A more elaborate application is in `update.default` where a set of optional extra arguments can add to, replace, or cancel those of the original call:

``````extras <- match.call(expand.dots = FALSE)\$...
if (length(extras) > 0) {
existing <- !is.na(match(names(extras), names(call)))
for (a in names(extras)[existing]) call[[a]] <- extras[[a]]
if (any(!existing)) {
call <- c(as.list(call), extras[!existing])
call <- as.call(call)
}
}``````

Notice that care is taken to modify existing arguments individually in case `extras[[a]] == NULL`. Concatenation does not work on call objects without the coercion as shown; this is arguably a bug.

Two further functions exist for the construction of function calls, namely `call` and `do.call`.

The function `call` allows creation of a call object from the function name and the list of arguments

``````> x <- 10.5
> call("round", x)
round(10.5)``````

As seen, the value of `x` rather than the symbol is inserted in the call, so it is distinctly different from `round(x)`. The form is used rather rarely, but is occasionally useful where the name of a function is available as a character variable.

The function `do.call` is related, but evaluates the call immediately and takes the arguments from an object of mode `“list”` containing all the arguments. A natural use of this is when one wants to apply a function like `cbind` to all elements of a list or data frame.

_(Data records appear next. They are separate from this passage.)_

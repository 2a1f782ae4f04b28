//! Newline-delimited message streams over TCP and Unix sockets.
//!
//! Every message is its payload followed by `\n`. An endpoint either dials a
//! peer or accepts exactly one, decodes inbound frames on a background loop,
//! and signals once that loop has ended.
//!
//! # Crate Structure
//!
//! - [`transport`]: connection-oriented byte streams (tcp, tcp4, tcp6, unix)
//! - [`frame`]: newline framing, blocking reader/writer and the tokio codec
//! - [`endpoint`]: dialing and accepting endpoints (behind `endpoint` feature)

/// Re-export transport types.
pub mod transport {
    pub use linewire_transport::*;
}

/// Re-export frame types.
pub mod frame {
    pub use linewire_frame::*;
}

/// Re-export endpoint types (requires `endpoint` feature).
#[cfg(feature = "endpoint")]
pub mod endpoint {
    pub use linewire_endpoint::*;
}
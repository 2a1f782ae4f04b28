fn main() {
    if let Ok(target) = std::env::var("TARGET") {
        println!("cargo:rustc-env=LINEWIRE_BUILD_TARGET={target}");
    }
    println!("cargo:rerun-if-env-changed=TARGET");
}
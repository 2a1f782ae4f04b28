use std::time::Duration;

use linewire_frame::FrameError;
use linewire_transport::TransportError;

/// Errors that can occur in endpoint operations.
///
/// Failures inside the decode loop are not reported here: the loop has no
/// caller to return to. They end the loop, which fires the endpoint's
/// lifecycle signal, and later receives report [`EndpointError::Terminated`].
#[derive(Debug, thiserror::Error)]
pub enum EndpointError {
    /// Dialing the remote address failed.
    #[error("connection failed: {0}")]
    Connection(#[source] TransportError),

    /// Binding the listen address, or accepting the single peer, failed.
    #[error("bind failed: {0}")]
    Bind(#[source] TransportError),

    /// Encoding or flushing an outbound frame failed.
    #[error("write failed: {0}")]
    Write(#[source] FrameError),

    /// The decode loop has ended; no further frames will arrive.
    #[error("endpoint terminated")]
    Terminated,

    /// No frame arrived within the requested time.
    #[error("receive timed out after {0:?}")]
    Timeout(Duration),

    /// The endpoint was closed locally.
    #[error("endpoint closed")]
    Closed,

    /// The decode loop could not be started.
    #[error("failed to start decode loop: {0}")]
    Spawn(#[source] std::io::Error),
}

impl EndpointError {
    /// The underlying I/O error, if any.
    pub fn io_error(&self) -> Option<&std::io::Error> {
        match self {
            EndpointError::Connection(err) | EndpointError::Bind(err) => err.io_error(),
            EndpointError::Write(FrameError::Io(err)) | EndpointError::Spawn(err) => Some(err),
            _ => None,
        }
    }
}

pub type Result<T> = std::result::Result<T, EndpointError>;
use linewire_transport::{Address, Listener, Protocol};
use tracing::info;

use crate::config::EndpointConfig;
use crate::endpoint::{Endpoint, Role};
use crate::error::{EndpointError, Result};

/// A bound listen address waiting for its single peer.
///
/// Binding and accepting are split so callers can learn the actual address
/// (for example an ephemeral tcp port) before blocking in [`accept`](Self::accept).
/// An acceptor serves exactly one connection; the listener it owns is handed
/// to the resulting [`Endpoint`] and released when that endpoint closes.
#[derive(Debug)]
pub struct Acceptor {
    listener: Listener,
    config: EndpointConfig,
}

impl Acceptor {
    /// Bind and listen on `address` over `protocol`.
    pub fn bind(protocol: &str, address: &str) -> Result<Self> {
        let protocol: Protocol = protocol.parse().map_err(EndpointError::Bind)?;
        let listener = Listener::bind(protocol, address).map_err(EndpointError::Bind)?;
        Ok(Self {
            listener,
            config: EndpointConfig::default(),
        })
    }

    /// Override the timeouts applied to the accepted connection.
    pub fn with_config(mut self, config: EndpointConfig) -> Self {
        self.config = config;
        self
    }

    /// The bound address.
    pub fn local_addr(&self) -> Result<Address> {
        self.listener.local_addr().map_err(EndpointError::Bind)
    }

    /// Block until one peer connects, then start an accepting endpoint.
    pub fn accept(self) -> Result<Endpoint> {
        let stream = self.listener.accept().map_err(EndpointError::Bind)?;
        match stream.peer_addr() {
            Ok(peer) => info!(%peer, "accepted connection"),
            Err(_) => info!("accepted connection"),
        }
        Endpoint::start(Role::Accepting, stream, Some(self.listener), &self.config)
    }
}

/// Bind `address`, wait for exactly one peer, and start an accepting endpoint.
///
/// Blocks until a peer connects. Bind and accept failures are reported as
/// [`EndpointError::Bind`].
pub fn listen(protocol: &str, address: &str) -> Result<Endpoint> {
    listen_with_config(protocol, address, &EndpointConfig::default())
}

/// [`listen`] with explicit timeouts for the accepted connection.
pub fn listen_with_config(
    protocol: &str,
    address: &str,
    config: &EndpointConfig,
) -> Result<Endpoint> {
    Acceptor::bind(protocol, address)?
        .with_config(config.clone())
        .accept()
}
use std::sync::Arc;

use linewire_endpoint::Acceptor;

use crate::cmd::{peer_label, Interrupt, ListenArgs};
use crate::exit::{endpoint_error, CliResult, SUCCESS};
use crate::output::{print_frame, OutputFormat};

pub fn run(args: ListenArgs, format: OutputFormat) -> CliResult<i32> {
    let config = args.conn.endpoint_config()?;
    let interrupt = Interrupt::install()?;

    let acceptor = Acceptor::bind(&args.conn.protocol, &args.conn.address)
        .map_err(|err| endpoint_error("bind failed", err))?
        .with_config(config);
    if let Ok(local) = acceptor.local_addr() {
        tracing::info!(%local, "waiting for peer");
    }

    let endpoint = acceptor
        .accept()
        .map(Arc::new)
        .map_err(|err| endpoint_error("accept failed", err))?;
    interrupt.guard(Arc::clone(&endpoint));
    let peer = peer_label(&endpoint);

    let mut printed = 0usize;
    for frame in endpoint.incoming() {
        printed = printed.saturating_add(1);
        print_frame(&frame, &peer, printed, format);

        if args.count.is_some_and(|count| printed >= count) {
            break;
        }
    }
    tracing::info!(%peer, frames = printed, "session ended");

    interrupt.release();
    endpoint.close();
    Ok(SUCCESS)
}
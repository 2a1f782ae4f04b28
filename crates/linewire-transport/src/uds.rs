use std::os::unix::fs::{FileTypeExt, MetadataExt, PermissionsExt};
use std::os::unix::net::{UnixListener, UnixStream};
use std::path::{Path, PathBuf};

use tracing::{debug, info};

use crate::error::{Result, TransportError};
use crate::stream::Stream;

/// Unix domain socket listener bound to a filesystem path.
///
/// The socket file is removed on drop, provided the path still refers to
/// the socket this listener created.
pub struct UnixSocket {
    listener: UnixListener,
    path: PathBuf,
    created_inode: Option<(u64, u64)>,
}

impl UnixSocket {
    /// Default permission mode for created socket paths.
    pub const DEFAULT_SOCKET_MODE: u32 = 0o600;
    /// Maximum socket path length.
    /// Unix `sockaddr_un.sun_path` is typically 108 bytes on Linux, 104 on macOS.
    #[cfg(target_os = "linux")]
    const MAX_PATH_LEN: usize = 108;
    #[cfg(not(target_os = "linux"))]
    const MAX_PATH_LEN: usize = 104;

    /// Bind and listen on a filesystem-path Unix domain socket.
    ///
    /// If the path already exists and is a socket, it is removed first
    /// (stale socket cleanup). Any other existing file is left alone and the
    /// bind fails.
    pub fn bind(path: impl AsRef<Path>) -> Result<Self> {
        let path = path.as_ref().to_path_buf();
        let bind_err = |source| TransportError::Bind {
            addr: path.display().to_string(),
            source,
        };

        let path_bytes = path.as_os_str().len();
        if path_bytes >= Self::MAX_PATH_LEN {
            return Err(TransportError::PathTooLong {
                path,
                len: path_bytes,
                max: Self::MAX_PATH_LEN,
            });
        }

        if path.exists() {
            let metadata = std::fs::symlink_metadata(&path).map_err(bind_err)?;
            if !metadata.file_type().is_socket() {
                return Err(bind_err(std::io::Error::new(
                    std::io::ErrorKind::AlreadyExists,
                    "existing path is not a unix socket",
                )));
            }
            debug!(?path, "removing stale socket");
            std::fs::remove_file(&path).map_err(bind_err)?;
        }

        let listener = UnixListener::bind(&path).map_err(bind_err)?;
        std::fs::set_permissions(&path, std::fs::Permissions::from_mode(Self::DEFAULT_SOCKET_MODE))
            .map_err(bind_err)?;
        let created = std::fs::symlink_metadata(&path).map_err(bind_err)?;
        let created_inode = Some((created.dev(), created.ino()));

        info!(?path, "listening on unix domain socket");

        Ok(Self {
            listener,
            path,
            created_inode,
        })
    }

    /// Accept an incoming connection (blocking).
    pub fn accept(&self) -> Result<Stream> {
        let (stream, _addr) = self.listener.accept().map_err(TransportError::Accept)?;
        debug!(path = ?self.path, "accepted unix connection");
        Ok(Stream::from_unix(stream))
    }

    /// The path this socket is bound to.
    pub fn path(&self) -> &Path {
        &self.path
    }

    #[cfg(feature = "async")]
    pub(crate) fn try_clone_listener(&self) -> std::io::Result<UnixListener> {
        self.listener.try_clone()
    }
}

/// Connect to a listening Unix domain socket (blocking).
pub(crate) fn connect(path: impl AsRef<Path>) -> Result<Stream> {
    let path = path.as_ref();
    let stream = UnixStream::connect(path).map_err(|source| TransportError::Connect {
        addr: path.display().to_string(),
        source,
    })?;
    debug!(?path, "connected to unix domain socket");
    Ok(Stream::from_unix(stream))
}

impl std::fmt::Debug for UnixSocket {
    fn fmt(&self, f: &mut std::fmt::Formatter<'_>) -> std::fmt::Result {
        f.debug_struct("UnixSocket").field("path", &self.path).finish()
    }
}

impl Drop for UnixSocket {
    fn drop(&mut self) {
        let Some((expected_dev, expected_ino)) = self.created_inode else {
            return;
        };
        if let Ok(metadata) = std::fs::symlink_metadata(&self.path) {
            if metadata.file_type().is_socket()
                && metadata.dev() == expected_dev
                && metadata.ino() == expected_ino
            {
                debug!(path = ?self.path, "cleaning up socket file");
                let _ = std::fs::remove_file(&self.path);
            } else {
                debug!(path = ?self.path, "socket path identity changed; skipping cleanup");
            }
        }
    }
}
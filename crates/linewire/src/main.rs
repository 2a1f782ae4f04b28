mod cmd;
mod exit;
mod logging;
mod output;

use clap::Parser;

use crate::cmd::Command;
use crate::logging::{init_logging, LogFormat, LogLevel};
use crate::output::OutputFormat;

#[derive(Parser, Debug)]
#[command(
    name = "linewire",
    version,
    about = "Send and receive newline-delimited messages over TCP and Unix sockets"
)]
struct Cli {
    /// Output format for received frames.
    #[arg(long, value_name = "FORMAT", global = true)]
    format: Option<OutputFormat>,

    /// Log output format (stderr).
    #[arg(long, value_name = "FORMAT", default_value = "text", global = true)]
    log_format: LogFormat,

    /// Minimum log level (stderr).
    #[arg(
        long,
        value_name = "LEVEL",
        default_value = "info",
        env = "LINEWIRE_LOG_LEVEL",
        global = true
    )]
    log_level: LogLevel,

    #[command(subcommand)]
    command: Command,
}

fn main() {
    let cli = Cli::parse();
    init_logging(cli.log_format, cli.log_level);

    let format = cli.format.unwrap_or_else(OutputFormat::default_for_stdout);
    let result = cmd::run(cli.command, format);

    match result {
        Ok(code) => std::process::exit(code),
        Err(err) => {
            eprintln!("error: {err}");
            std::process::exit(err.code);
        }
    }
}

``````is.na.data.frame <- function (x) {
y <- do.call("cbind", lapply(x, "is.na"))
rownames(y) <- row.names(x)
y
}``````

Other uses include variations over constructions like `do.call(“f”, list(…))`. However, one should be aware that this involves evaluation of the arguments before the actual function call, which may defeat aspects of lazy evaluation and argument substitution in the function itself. A similar remark applies to the `call` function.

### 6.6 Manipulation of functions

It is often useful to be able to manipulate the components of a function or closure. R provides a set of interface functions for this purpose.

`body`

Returns the expression that is the body of the function.

`formals`

Returns a list of the formal arguments to the function. This is a `pairlist`.

`environment`

Returns the environment associated with the function.

`body<-`

This sets the body of the function to the supplied expression.

`formals<-`

Sets the formal arguments of the function to the supplied list.

`environment<-`

Sets the environment of the function to the specified environment.

It is also possible to alter the bindings of different variables in the environment of the function, using code along the lines of `evalq(x <- 5, environment(f))`.

It is also possible to convert a function to a list using `as.list`. The result is the concatenation of the list of formal arguments with the function body. Conversely such a list can be converted to a function using `as.function`. This functionality is mainly included for S compatibility. Notice that environment information is lost when `as.list` is used, whereas `as.function` has an argument that allows the environment to be set.